11. How is security achieved in Hadoop?

Apache Hadoop achieves security by using Kerberos.

At a high level, there are three steps that a client must take to access a service when using Kerberos. Thus, each of which involves a message exchange with a server.

  • Authentication – The client authenticates itself to the authentication server. Then, receives a timestamped Ticket-Granting Ticket (TGT).
  • Authorization – The client uses the TGT to request a service ticket from the Ticket Granting Server.
  • Service Request – The client uses the service ticket to authenticate itself to the server.

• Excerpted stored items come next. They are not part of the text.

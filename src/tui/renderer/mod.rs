use ratatui::{Frame, layout::Rect};

use crate::tui::element::FocusId;
use crate::tui::{Element, Theme};

mod focus_registry;
mod interaction_registry;
mod widgets;

pub use focus_registry::{FocusRegistry, FocusableInfo};
pub use interaction_registry::InteractionRegistry;

use widgets::*;

/// Renders element trees to the terminal, registering focus and click
/// targets as it goes
pub struct Renderer;

impl Renderer {
    pub fn render<Msg: Clone + Send + 'static>(
        frame: &mut Frame,
        theme: &Theme,
        registry: &mut InteractionRegistry<Msg>,
        focus_registry: &mut FocusRegistry<Msg>,
        focused_id: Option<&FocusId>,
        element: &Element<Msg>,
        area: Rect,
    ) {
        Self::render_element(frame, theme, registry, focus_registry, focused_id, element, area, false);
    }

    #[allow(clippy::too_many_arguments)]
    pub(crate) fn render_element<Msg: Clone + Send + 'static>(
        frame: &mut Frame,
        theme: &Theme,
        registry: &mut InteractionRegistry<Msg>,
        focus_registry: &mut FocusRegistry<Msg>,
        focused_id: Option<&FocusId>,
        element: &Element<Msg>,
        area: Rect,
        inside_panel: bool,
    ) {
        if area.width == 0 || area.height == 0 {
            return;
        }

        if primitives::is_primitive(element) {
            primitives::render_primitive(frame, theme, element, area);
            return;
        }

        match element {
            Element::Button {
                id,
                label,
                on_press,
                style,
            } => {
                render_button(frame, theme, registry, focus_registry, focused_id, id, label, on_press, style, area, inside_panel);
            }

            Element::Column { items, spacing } => {
                layout::render_column(frame, theme, registry, focus_registry, focused_id, items, *spacing, area, inside_panel);
            }

            Element::Row { items, spacing } => {
                layout::render_row(frame, theme, registry, focus_registry, focused_id, items, *spacing, area, inside_panel);
            }

            Element::Container { child, padding } => {
                layout::render_container(frame, theme, registry, focus_registry, focused_id, child, *padding, area, inside_panel);
            }

            Element::Panel { child, title } => {
                layout::render_panel(frame, theme, registry, focus_registry, focused_id, child, title, area);
            }

            Element::List {
                id,
                items,
                selected,
                scroll_offset,
                on_select,
                on_activate,
                on_navigate,
            } => {
                render_list(
                    frame,
                    theme,
                    registry,
                    focus_registry,
                    focused_id,
                    id,
                    items,
                    *selected,
                    *scroll_offset,
                    on_select,
                    on_activate,
                    on_navigate,
                    area,
                    inside_panel,
                );
            }

            Element::TextInput {
                id,
                value,
                cursor_pos,
                scroll_offset,
                placeholder,
                masked,
                on_change,
                on_submit,
            } => {
                render_text_input(
                    frame,
                    theme,
                    focus_registry,
                    focused_id,
                    id,
                    value,
                    *cursor_pos,
                    *scroll_offset,
                    placeholder,
                    *masked,
                    on_change,
                    on_submit,
                    area,
                    inside_panel,
                );
            }

            Element::Select {
                id,
                options,
                selected,
                placeholder,
                on_select,
            } => {
                render_select(
                    frame,
                    theme,
                    registry,
                    focus_registry,
                    focused_id,
                    id,
                    options,
                    *selected,
                    placeholder,
                    on_select,
                    area,
                    inside_panel,
                );
            }

            Element::None | Element::Text { .. } | Element::StyledText { .. } | Element::Paragraph { .. } => {
                unreachable!("primitives are rendered before the match")
            }
        }
    }
}

#[cfg(test)]
mod tests {
    use super::*;
    use ratatui::{Terminal, backend::TestBackend};

    #[derive(Clone, Debug, PartialEq)]
    enum Msg {
        Save,
        Cancel,
    }

    fn draw(element: &Element<Msg>, focused: Option<&FocusId>) -> (FocusRegistry<Msg>, InteractionRegistry<Msg>, String) {
        let mut terminal = Terminal::new(TestBackend::new(40, 10)).unwrap();
        let mut focus = FocusRegistry::new();
        let mut clicks = InteractionRegistry::new();
        let theme = Theme::default();
        terminal
            .draw(|frame| {
                let area = frame.area();
                Renderer::render(frame, &theme, &mut clicks, &mut focus, focused, element, area);
            })
            .unwrap();
        let buffer = terminal.backend().buffer().clone();
        let text: String = buffer.content().iter().map(|cell| cell.symbol()).collect();
        (focus, clicks, text)
    }

    #[test]
    fn test_buttons_register_focus_and_clicks_in_order() {
        let view = Element::row(vec![
            Element::button("save", "Salvar").on_press(Msg::Save).build(),
            Element::button("cancel", "Cancelar").on_press(Msg::Cancel).build(),
        ])
        .build();

        let (focus, clicks, text) = draw(&view, None);
        assert_eq!(focus.ids(), vec![FocusId("save"), FocusId("cancel")]);
        assert!(text.contains("Salvar"));
        assert_eq!(clicks.find_click(1, 1), Some(Msg::Save));
    }

    #[test]
    fn test_masked_input_hides_value() {
        let view: Element<Msg> = Element::TextInput {
            id: FocusId("password"),
            value: "segredo".into(),
            cursor_pos: 0,
            scroll_offset: 0,
            placeholder: None,
            masked: true,
            on_change: None,
            on_submit: None,
        };
        let (_, _, text) = draw(&view, None);
        assert!(!text.contains("segredo"));
        assert!(text.contains("•••••••"));
    }
}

12. Why does one remove or add nodes in a Hadoop cluster frequently?

The most important features of the Hadoop is its utilization of Commodity hardware. However, this leads to frequent Datanode crashes in a Hadoop cluster.

Another striking feature of Hadoop is the ease of scale by the rapid growth in data volume.

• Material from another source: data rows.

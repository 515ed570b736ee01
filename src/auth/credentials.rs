//! Client-side checks for the sign-in and sign-up forms

use once_cell::sync::Lazy;
use regex::Regex;

use crate::api::SignUpRequest;
use crate::survey::ValidationError;

static EMAIL_RE: Lazy<Option<Regex>> = Lazy::new(|| Regex::new(r"^[^@\s]+@[^@\s]+\.[^@\s]+$").ok());

pub const MIN_PASSWORD_LEN: usize = 6;

pub fn is_valid_email(email: &str) -> bool {
    EMAIL_RE
        .as_ref()
        .is_some_and(|re| re.is_match(email.trim()))
}

pub fn validate_sign_in(email: &str, password: &str) -> Result<(), ValidationError> {
    if email.trim().is_empty() || password.is_empty() {
        return Err(ValidationError::MissingCredentials);
    }
    if !is_valid_email(email) {
        return Err(ValidationError::InvalidEmail);
    }
    Ok(())
}

pub fn validate_sign_up(request: &SignUpRequest) -> Result<(), ValidationError> {
    if request.full_name.trim().is_empty() || request.organization.trim().is_empty() {
        return Err(ValidationError::MissingCredentials);
    }
    validate_sign_in(&request.email, &request.password)?;
    if request.password.chars().count() < MIN_PASSWORD_LEN {
        return Err(ValidationError::PasswordTooShort);
    }
    Ok(())
}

Hence, due to above reasons, administrator Add/Remove DataNodes in a Hadoop Cluster.

13. How do you define “Rack Awareness” in Hadoop?

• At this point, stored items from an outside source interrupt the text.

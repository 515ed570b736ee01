//! Public landing page: hero, methodology, the seven dimensions, features and
//! the call to action

use crossterm::event::KeyCode;
use ratatui::style::{Style, Stylize};
use ratatui::text::{Line, Span};

use crate::survey::Dimension;
use crate::survey::catalog::{self, Highlight};
use crate::tui::{App, AppContext, Command, Element, LayoutConstraint, Route, Subscription, Theme};

pub struct LandingApp;

#[derive(Debug, Clone, Copy, PartialEq, Eq)]
pub enum Section {
    Overview,
    Methodology,
    Dimensions,
    Features,
}

impl Section {
    const ALL: [Section; 4] = [Section::Overview, Section::Methodology, Section::Dimensions, Section::Features];

    fn title(self) -> &'static str {
        match self {
            Section::Overview => "Visão Geral",
            Section::Methodology => "Metodologia",
            Section::Dimensions => "Dimensões",
            Section::Features => "Recursos",
        }
    }

    fn step(self, forward: bool) -> Section {
        let index = Self::ALL.iter().position(|s| *s == self).unwrap_or(0);
        let next = if forward {
            (index + 1) % Self::ALL.len()
        } else {
            (index + Self::ALL.len() - 1) % Self::ALL.len()
        };
        Self::ALL[next]
    }
}

#[derive(Debug, Clone)]
pub struct State {
    section: Section,
}

#[derive(Debug, Clone)]
pub enum Msg {
    NextSection,
    PreviousSection,
    GetStarted,
}

fn highlight_lines(items: &[Highlight], theme: &Theme) -> Vec<Line<'static>> {
    items
        .iter()
        .flat_map(|item| {
            [
                Line::from(Span::styled(
                    format!("• {}", item.title),
                    Style::default().fg(theme.accent_secondary).bold(),
                )),
                Line::from(Span::styled(format!("  {}", item.description), theme.muted())),
            ]
        })
        .collect()
}

fn section_lines(section: Section, theme: &Theme) -> Vec<Line<'static>> {
    match section {
        Section::Overview => {
            let mut lines = vec![
                Line::from(Span::styled(catalog::HERO_BADGE, Style::default().fg(theme.accent_info))),
                Line::from(""),
                Line::from(Span::styled(catalog::HERO_TAGLINE, Style::default().fg(theme.text_primary))),
                Line::from(""),
            ];
            lines.push(Line::from(
                catalog::HERO_STATS
                    .iter()
                    .flat_map(|(value, label)| {
                        [
                            Span::styled(value.to_string(), Style::default().fg(theme.accent_tertiary).bold()),
                            Span::styled(format!(" {}    ", label), theme.muted()),
                        ]
                    })
                    .collect::<Vec<_>>(),
            ));
            lines.push(Line::from(""));
            lines.push(Line::from(Span::styled(catalog::CTA_TITLE, theme.heading())));
            lines.push(Line::from(Span::styled(catalog::CTA_TEXT, theme.muted())));
            lines
        }
        Section::Methodology => highlight_lines(&catalog::METHODOLOGY, theme),
        Section::Dimensions => Dimension::ALL
            .iter()
            .map(|dimension| {
                Line::from(vec![
                    Span::styled(
                        format!("{:<24}", dimension.label()),
                        Style::default().fg(theme.accent_secondary).bold(),
                    ),
                    Span::styled(dimension.description(), theme.muted()),
                ])
            })
            .collect(),
        Section::Features => highlight_lines(&catalog::FEATURES, theme),
    }
}

impl App for LandingApp {
    type State = State;
    type Msg = Msg;

    fn init(_ctx: &AppContext) -> (State, Command<Msg>) {
        (
            State {
                section: Section::Overview,
            },
            Command::set_focus("get-started"),
        )
    }

    fn update(state: &mut State, msg: Msg, _ctx: &AppContext) -> Command<Msg> {
        match msg {
            Msg::NextSection => {
                state.section = state.section.step(true);
                Command::None
            }
            Msg::PreviousSection => {
                state.section = state.section.step(false);
                Command::None
            }
            Msg::GetStarted => Command::navigate(Route::Auth),
        }
    }

    fn view(state: &State, _ctx: &AppContext, theme: &Theme) -> Element<Msg> {
        let tabs: Vec<Span> = Section::ALL
            .iter()
            .flat_map(|section| {
                let style = if *section == state.section {
                    Style::default().fg(theme.accent_primary).bold().underlined()
                } else {
                    theme.muted()
                };
                [Span::styled(section.title(), style), Span::raw("   ")]
            })
            .collect();

        let body = Element::panel(Element::paragraph(section_lines(state.section, theme)))
            .title(state.section.title())
            .build();

        let actions = Element::row(vec![
            Element::button("get-started", "Começar Agora").on_press(Msg::GetStarted).build(),
            Element::button("next-section", "Próxima Seção ›").on_press(Msg::NextSection).build(),
        ])
        .build();

        Element::container(
            Element::column(Vec::new())
                .add(
                    Element::styled(catalog::HERO_TITLE, theme.heading()),
                    LayoutConstraint::Length(1),
                )
                .add(Element::styled_text(Line::from(tabs)), LayoutConstraint::Length(1))
                .add(body, LayoutConstraint::Fill(1))
                .add(actions, LayoutConstraint::Length(3))
                .build(),
        )
        .build()
    }

    fn subscriptions(_state: &State) -> Vec<Subscription<Msg>> {
        vec![
            Subscription::keyboard(KeyCode::Right, "Próxima seção", Msg::NextSection),
            Subscription::keyboard(KeyCode::Left, "Seção anterior", Msg::PreviousSection),
            Subscription::keyboard(KeyCode::Char('e'), "Entrar", Msg::GetStarted),
        ]
    }

    fn title() -> &'static str {
        "Início"
    }
}

#[cfg(test)]
mod tests {
    use super::*;
    use crate::api::MemoryBackend;
    use crate::tui::apps::testing;
    use crate::tui::{Effect, Runtime};

    #[tokio::test]
    async fn test_call_to_action_opens_auth() {
        let backend = MemoryBackend::new();
        let ctx = testing::context(&backend).await;
        let mut runtime = Runtime::<LandingApp>::new(&ctx);

        runtime.dispatch(Msg::GetStarted, &ctx);
        assert_eq!(runtime.take_effects(), vec![Effect::Navigate(Route::Auth)]);
    }

    #[test]
    fn test_sections_cycle() {
        assert_eq!(Section::Overview.step(false), Section::Features);
        assert_eq!(Section::Features.step(true), Section::Overview);
        assert_eq!(Section::Methodology.step(true), Section::Dimensions);
    }

    #[test]
    fn test_dimension_section_lists_all_seven() {
        let lines = section_lines(Section::Dimensions, &Theme::default());
        assert_eq!(lines.len(), 7);
    }
}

Rack Awareness is the algorithm in which the “NameNode” decides how blocks and their replicas are placed, based on rack definitions to minimize network traffic between “DataNodes” within the same rack. Let’s say we consider replication factor 3 (default), the policy is that “for every block of data, two copies will exist in one rack, third copy in a different rack”. This rule is known as the “Replica Placement Policy”.

14. What is “speculative execution” in Hadoop?

If a node appears to be executing a task slower, the master node can redundantly execute another instance of the same task on another node. Then, the task which finishes first will be accepted and the other one is killed. This process is called “speculative execution”.

15. What is the difference between an “HDFS Block” and an “Input Split”?

The “HDFS Block” is the physical division of the data while “Input Split” is the logical division of the data. HDFS divides data in blocks for storing the blocks together, whereas for processing, MapReduce divides the data into the input split and assign it to mapper function.

16. Name the three modes in which Hadoop can run.

The three modes in which Hadoop can run are as follows:

  1. Standalone (local) mode: This is the default mode if we don’t configure anything. In this mode, all the components of Hadoop, such NameNode, DataNode, ResourceManager, and NodeManager, run as a single Java process. This uses the local filesystem.
  2. Pseudo-distributed mode: A single-node Hadoop deployment is considered as running Hadoop system in pseudo-distributed mode. In this mode, all the Hadoop services, including both the master and the slave services, were executed on a single compute node.
  3. Fully distributed mode: A Hadoop deployments in which the Hadoop master and slave services run on separate nodes, are stated as fully distributed mode.

17. What happens when two clients try to access the same file in the HDFS?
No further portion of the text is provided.